From the data below, copy exactly the lines that lie between the one holding "self.voice_handlers.insert(guild_id, call.clone());" and the one holding "if old.is_some() &&", including both, and nothing more.

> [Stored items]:
=== Section Start ===
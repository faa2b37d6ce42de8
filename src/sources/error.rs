use serde_json::Value;
use std::fmt;
use thiserror::Error;

/// Shape of a JSON value, used to describe what a response held versus what
/// the resolver needed.
#[derive(Debug, Clone, Copy, PartialEq, Eq)]
pub enum JsonType {
    Missing,
    Null,
    Boolean,
    Integer,
    Float,
    String,
    List,
    /// A list whose elements are objects carrying a string `name`.
    StringList,
    Object,
    /// The body was not JSON at all.
    Unparseable,
}

impl JsonType {
    pub fn of(value: Option<&Value>) -> Self {
        match value {
            None => JsonType::Missing,
            Some(Value::Null) => JsonType::Null,
            Some(Value::Bool(_)) => JsonType::Boolean,
            Some(Value::Number(n)) if n.is_i64() || n.is_u64() => JsonType::Integer,
            Some(Value::Number(_)) => JsonType::Float,
            Some(Value::String(_)) => JsonType::String,
            Some(Value::Array(_)) => JsonType::List,
            Some(Value::Object(_)) => JsonType::Object,
        }
    }
}

impl fmt::Display for JsonType {
    fn fmt(&self, f: &mut fmt::Formatter<'_>) -> fmt::Result {
        let name = match self {
            JsonType::Missing => "nothing",
            JsonType::Null => "null",
            JsonType::Boolean => "a boolean",
            JsonType::Integer => "an integer",
            JsonType::Float => "a float",
            JsonType::String => "a string",
            JsonType::List => "a list",
            JsonType::StringList => "a list of strings",
            JsonType::Object => "an object",
            JsonType::Unparseable => "unparseable data",
        };
        f.write_str(name)
    }
}

/// Everything that can end a song resolution.
#[derive(Debug, Error)]
pub enum ResolveError {
    /// An external response did not have the required structure.
    #[error("expected '{field}' to be {expected}, got {actual} instead{}", http_suffix(.status))]
    Shape {
        field: String,
        expected: JsonType,
        actual: JsonType,
        /// HTTP status of the response; `None` for extraction results.
        status: Option<u16>,
        /// Raw response body (or serialized extraction result).
        body: String,
    },

    #[error("Spotify responded with HTTP {status}: {body}")]
    Http { status: u16, body: String },

    /// The extraction backend could not produce the media.
    #[error("{message}")]
    Resolution { message: String },

    #[error("network error talking to Spotify: {0}")]
    Network(#[from] reqwest::Error),
}

impl ResolveError {
    pub fn shape(
        field: impl Into<String>,
        expected: JsonType,
        actual: Option<&Value>,
        status: Option<u16>,
        body: impl Into<String>,
    ) -> Self {
        ResolveError::Shape {
            field: field.into(),
            expected,
            actual: JsonType::of(actual),
            status,
            body: body.into(),
        }
    }

    /// Short message that is safe to show in a Discord channel.
    pub fn user_message(&self) -> String {
        match self {
            ResolveError::Shape { field, .. } => {
                format!("Unexpected response while resolving the song (field '{}')", field)
            }
            ResolveError::Http { status, .. } => format!("Spotify request failed (HTTP {})", status),
            ResolveError::Resolution { message } => message.clone(),
            ResolveError::Network(_) => "Could not reach Spotify".to_string(),
        }
    }
}

fn http_suffix(status: &Option<u16>) -> String {
    status.map(|s| format!(" (HTTP {})", s)).unwrap_or_default()
}
//! # Bot Module
//!
//! Discord side of the jukebox: slash command registration and dispatch,
//! voice connections per guild, and leaving channels once everyone else has
//! left.
//!
//! Song resolution lives in [`crate::sources`]; playback and queues in
//! [`crate::audio`].

use anyhow::Result;
use dashmap::DashMap;
use serenity::{
    all::{ChannelId, Context, EventHandler, GuildId, Interaction, Ready, VoiceState},
    async_trait,
};
use std::sync::Arc;
use tracing::{error, info, warn};

pub mod commands;
pub mod handlers;

use crate::{audio::player::AudioPlayer, config::Config, sources::YtDlp};

/// Serenity event handler holding all bot state.
pub struct JukeboxBot {
    config: Arc<Config>,
    /// Shared by every resolver created for `/play` and by the player.
    extractor: Arc<YtDlp>,
    pub player: AudioPlayer,
    voice_handlers: DashMap<GuildId, Arc<tokio::sync::Mutex<songbird::Call>>>,
}

impl JukeboxBot {
    pub fn new(config: Config) -> Self {
        let extractor = Arc::new(YtDlp::new(config.ytdlp_path.clone()));
        let player = AudioPlayer::new(
            extractor.clone(),
            config.max_queue_size,
            config.default_volume,
        );

        Self {
            config: Arc::new(config),
            extractor,
            player,
            voice_handlers: DashMap::new(),
        }
    }

    /// Registers slash commands on the configured guild, or globally when no
    /// guild is set.
    async fn register_commands(&self, ctx: &Context) -> Result<()> {
        info!("📝 Registrando comandos slash...");

        match self.config.guild_id {
            Some(guild_id) => {
                let guild_id = GuildId::new(guild_id);

                if !ctx.cache.guilds().contains(&guild_id) {
                    warn!("⚠️ El bot no está en la guild especificada: {}", guild_id);
                    return Ok(());
                }

                commands::register_guild_commands(ctx, guild_id)
                    .await
                    .map_err(|e| {
                        error!("❌ Error registrando comandos de guild: {:?}", e);
                        anyhow::anyhow!("No se pudieron registrar comandos de guild. Verifica el permiso 'applications.commands'.")
                    })?;
                info!("✅ Comandos de guild registrados para: {}", guild_id);
            }
            None => {
                commands::register_global_commands(ctx).await.map_err(|e| {
                    error!("❌ Error registrando comandos globales: {:?}", e);
                    anyhow::anyhow!("No se pudieron registrar comandos globales. Verifica el permiso 'applications.commands'.")
                })?;
                info!("✅ Comandos globales registrados");
            }
        }

        Ok(())
    }

    /// Joins `channel_id` and remembers the call for later playback.
    pub async fn join_voice_channel(
        &self,
        ctx: &Context,
        guild_id: GuildId,
        channel_id: ChannelId,
    ) -> Result<Arc<tokio::sync::Mutex<songbird::Call>>> {
        let manager = songbird::get(ctx)
            .await
            .ok_or_else(|| anyhow::anyhow!("Songbird no inicializado"))?;

        match manager.join(guild_id, channel_id).await {
            Ok(call) => {
                self.voice_handlers.insert(guild_id, call.clone());
                info!("🔊 Conectado al canal de voz {} en guild {}", channel_id, guild_id);
                Ok(call)
            }
            Err(e) => {
                error!("Error al obtener handler de voz: {:?}", e);
                Err(anyhow::anyhow!("Error al conectar al canal de voz"))
            }
        }
    }

    pub async fn leave_voice_channel(&self, ctx: &Context, guild_id: GuildId) -> Result<()> {
        let manager = songbird::get(ctx)
            .await
            .ok_or_else(|| anyhow::anyhow!("Songbird no inicializado"))?;

        self.voice_handlers.remove(&guild_id);
        manager.remove(guild_id).await?;

        info!("👋 Desconectado del canal de voz en guild {}", guild_id);
        Ok(())
    }

    pub fn get_voice_handler(
        &self,
        guild_id: GuildId,
    ) -> Option<Arc<tokio::sync::Mutex<songbird::Call>>> {
        self.voice_handlers.get(&guild_id).map(|h| h.clone())
    }
}

#[async_trait]
impl EventHandler for JukeboxBot {
    async fn ready(&self, ctx: Context, ready: Ready) {
        info!("🤖 {} está en línea!", ready.user.name);
        info!("📊 Conectado a {} servidores", ready.guilds.len());

        if let Err(e) = self.register_commands(&ctx).await {
            error!("Error al registrar comandos: {:?}", e);
        }
    }

    async fn interaction_create(&self, ctx: Context, interaction: Interaction) {
        if let Interaction::Command(command_interaction) = interaction {
            if let Err(e) = handlers::handle_command(&ctx, command_interaction, self).await {
                error!("Error manejando comando: {:?}", e);
            }
        }
    }

    /// Cleans up after the bot is disconnected and leaves when it is the only
    /// member left in its channel.
    async fn voice_state_update(&self, ctx: Context, old: Option<VoiceState>, new: VoiceState) {
        let Some(guild_id) = new.guild_id else {
            return;
        };

        let current_user_id = ctx.cache.current_user().id;
        if new.user_id == current_user_id {
            if old.is_some() && new.channel_id.is_none() {
                info!("🔌 Bot desconectado en guild {}", guild_id);
                self.voice_handlers.remove(&guild_id);
                self.player.stop(guild_id);
            }
            return;
        }

        let Some(handler) = self.get_voice_handler(guild_id) else {
            return;
        };
        let Some(channel) = handler.lock().await.current_channel() else {
            return;
        };
        let channel_id = ChannelId::new(channel.0.get());

        let members = ctx
            .cache
            .guild(guild_id)
            .map(|guild| {
                guild
                    .voice_states
                    .values()
                    .filter(|state| state.channel_id == Some(channel_id))
                    .count()
            })
            .unwrap_or(0);

        if members <= 1 {
            info!("🚪 Solo en el canal de voz, saliendo de guild {}", guild_id);
            self.player.stop(guild_id);
            if let Err(e) = self.leave_voice_channel(&ctx, guild_id).await {
                error!("Error al salir del canal de voz: {:?}", e);
            }
        }
    }
}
=== Section End ===
> [EXERCISE RESULT]:
                self.voice_handlers.insert(guild_id, call.clone());
                info!("🔊 Conectado al canal de voz {} en guild {}", channel_id, guild_id);
                Ok(call)
            }
            Err(e) => {
                error!("Error al obtener handler de voz: {:?}", e);
                Err(anyhow::anyhow!("Error al conectar al canal de voz"))
            }
        }
    }

    pub async fn leave_voice_channel(&self, ctx: &Context, guild_id: GuildId) -> Result<()> {
        let manager = songbird::get(ctx)
            .await
            .ok_or_else(|| anyhow::anyhow!("Songbird no inicializado"))?;

        self.voice_handlers.remove(&guild_id);
        manager.remove(guild_id).await?;

        info!("👋 Desconectado del canal de voz en guild {}", guild_id);
        Ok(())
    }

    pub fn get_voice_handler(
        &self,
        guild_id: GuildId,
    ) -> Option<Arc<tokio::sync::Mutex<songbird::Call>>> {
        self.voice_handlers.get(&guild_id).map(|h| h.clone())
    }
}

#[async_trait]
impl EventHandler for JukeboxBot {
    async fn ready(&self, ctx: Context, ready: Ready) {
        info!("🤖 {} está en línea!", ready.user.name);
        info!("📊 Conectado a {} servidores", ready.guilds.len());

        if let Err(e) = self.register_commands(&ctx).await {
            error!("Error al registrar comandos: {:?}", e);
        }
    }

    async fn interaction_create(&self, ctx: Context, interaction: Interaction) {
        if let Interaction::Command(command_interaction) = interaction {
            if let Err(e) = handlers::handle_command(&ctx, command_interaction, self).await {
                error!("Error manejando comando: {:?}", e);
            }
        }
    }

    /// Cleans up after the bot is disconnected and leaves when it is the only
    /// member left in its channel.
    async fn voice_state_update(&self, ctx: Context, old: Option<VoiceState>, new: VoiceState) {
        let Some(guild_id) = new.guild_id else {
            return;
        };

        let current_user_id = ctx.cache.current_user().id;
        if new.user_id == current_user_id {
            if old.is_some() && new.channel_id.is_none() {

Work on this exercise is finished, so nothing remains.